Alexandra Battaglia-Mayer
(Sapienza U. Rome)
Alexandra Battaglia-Mayer obtained her laurea degree in Mathematics from the Sapienza University of Rome, Italy, and received her PhD in Behavioral Neurophysiology from the same university. During 1998-2000, she worked as a postdoctoral fellow at the Brain Sciences Center of the University of Minnesota, MN, USA, investigating neural basis of higher-order motor functions in the macaque monkeys. Back in Rome, she combined behavioral, neurophysiology and computational approaches to study directional movements in the macaque monkeys working at the Scientific Institute for Research, Hospitalization and Health Care, Rome, Italy.

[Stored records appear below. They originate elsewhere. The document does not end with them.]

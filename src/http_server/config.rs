//! HTTP Server Configuration
//!
//! Configuration for the HTTP server including host, port, CORS and the
//! static file directory.

use std::path::PathBuf;

use serde::{Deserialize, Serialize};

/// HTTP server configuration
#[derive(Debug, Clone, Serialize, Deserialize)]
pub struct HttpServerConfig {
    /// Host to bind to (default: "0.0.0.0")
    #[serde(default = "default_host")]
    pub host: String,

    /// Port to bind to (default: 7000)
    #[serde(default = "default_port")]
    pub port: u16,

    /// CORS allowed origins (default: none, same-origin only)
    #[serde(default)]
    pub cors_origins: Vec<String>,

    /// Directory with the public and admin pages (default: "public")
    #[serde(default = "default_public_dir")]
    pub public_dir: PathBuf,
}

fn default_host() -> String {
    "0.0.0.0".to_string()
}

fn default_port() -> u16 {
    7000
}

fn default_public_dir() -> PathBuf {
    PathBuf::from("public")
}

impl Default for HttpServerConfig {
    fn default() -> Self {
        Self {
            host: default_host(),
            port: default_port(),
            cors_origins: Vec::new(),
            public_dir: default_public_dir(),
        }
    }
}

impl HttpServerConfig {
    /// Create a new config with specified port
    pub fn with_port(port: u16) -> Self {
        Self {
            port,
            ..Default::default()
        }
    }

    /// Get the socket address string
    pub fn socket_addr(&self) -> String {
        format!("{}:{}", self.host, self.port)
    }
}
impl ReviewLedger for SqliteStore {
    fn submit_review(
        &self,
        request_id: i64,
        reviewer: &Identity,
        decision: Decision,
    ) -> AccessResult<ReviewOutcome> {
        let mut conn = self.lock()?;
        // Check-and-insert must also be atomic across processes sharing the file.
        let tx = conn.transaction_with_behavior(TransactionBehavior::Immediate)?;

        if !request_exists(&tx, request_id)? {
            return Err(AccessError::RequestNotFound(request_id));
        }

        let already_reviewed: bool = tx.query_row(
            "SELECT EXISTS(SELECT 1 FROM request_reviews WHERE request_id = ? AND admin_username = ?)",
            params![request_id, reviewer.username()],
            |row| row.get(0),
        )?;
        if already_reviewed {
            return Err(AccessError::AlreadyReviewed);
        }

        let reviewed_at = Utc::now();
        tx.execute(
            r#"
            INSERT INTO request_reviews (request_id, admin_username, decision, reviewed_at)
            VALUES (?, ?, ?, ?)
            "#,
            params![request_id, reviewer.username(), decision, reviewed_at],
        )
        .map_err(|e| {
            if is_unique_violation(&e) {
                AccessError::AlreadyReviewed
            } else {
                AccessError::from(e)
            }
        })?;
        let review_id = tx.last_insert_rowid();

        let consensus = Consensus::compute(tally_for(&tx, request_id)?, count_admins(&tx)?);
        refresh_cached_status(&tx, request_id, consensus.status)?;
        tx.commit()?;

        Ok(ReviewOutcome {
            review: Review {
                id: review_id,
                request_id,
                reviewer_username: reviewer.username().to_string(),
                decision,
                reviewed_at,
            },
            consensus,
        })
    }

    fn reviews_for(&self, request_id: i64) -> AccessResult<Vec<Review>> {
        let conn = self.lock()?;
        Ok(load_reviews(&conn, request_id)?)
    }
}

// ==================
// Occupancy
// ==================

fn load_occupancy(conn: &Connection) -> OccupancyResult<Occupancy> {
    let row = conn
        .query_row(
            "SELECT is_occupied, occupied_by, occupied_since FROM room_status WHERE id = 1",
            [],
            |row| {
                Ok((
                    row.get::<_, bool>(0)?,
                    row.get::<_, Option<String>>(1)?,
                    row.get::<_, Option<DateTime<Utc>>>(2)?,
                ))
            },
        )
        .optional()?;

    let (is_occupied, by, since) =
        row.ok_or_else(|| OccupancyError::Corrupt("room_status row missing".to_string()))?;
    Occupancy::from_parts(is_occupied, by, since)
}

Since 2005, she is an Associate Professor of Psychology at the Department of Physiology and Pharmacology at the Sapienza University of Rome, Italy. Using combination of behavioral, neurophysiological, and computational methods her research aims at understanding the function of the parietal and frontal cortex. Dr. Battaglia-Mayer investigates the neurobiological basis of cortical control of movement, with particular emphasis on the neural mechanisms of eye-hand coordination, on-line control of movement, and specification of the dynamic force underlying hand-object interaction. Recently, social cognition became a new focus of her research, with the aim to explore the neural basis of motor coordination during different forms of joint-action between interacting subjects.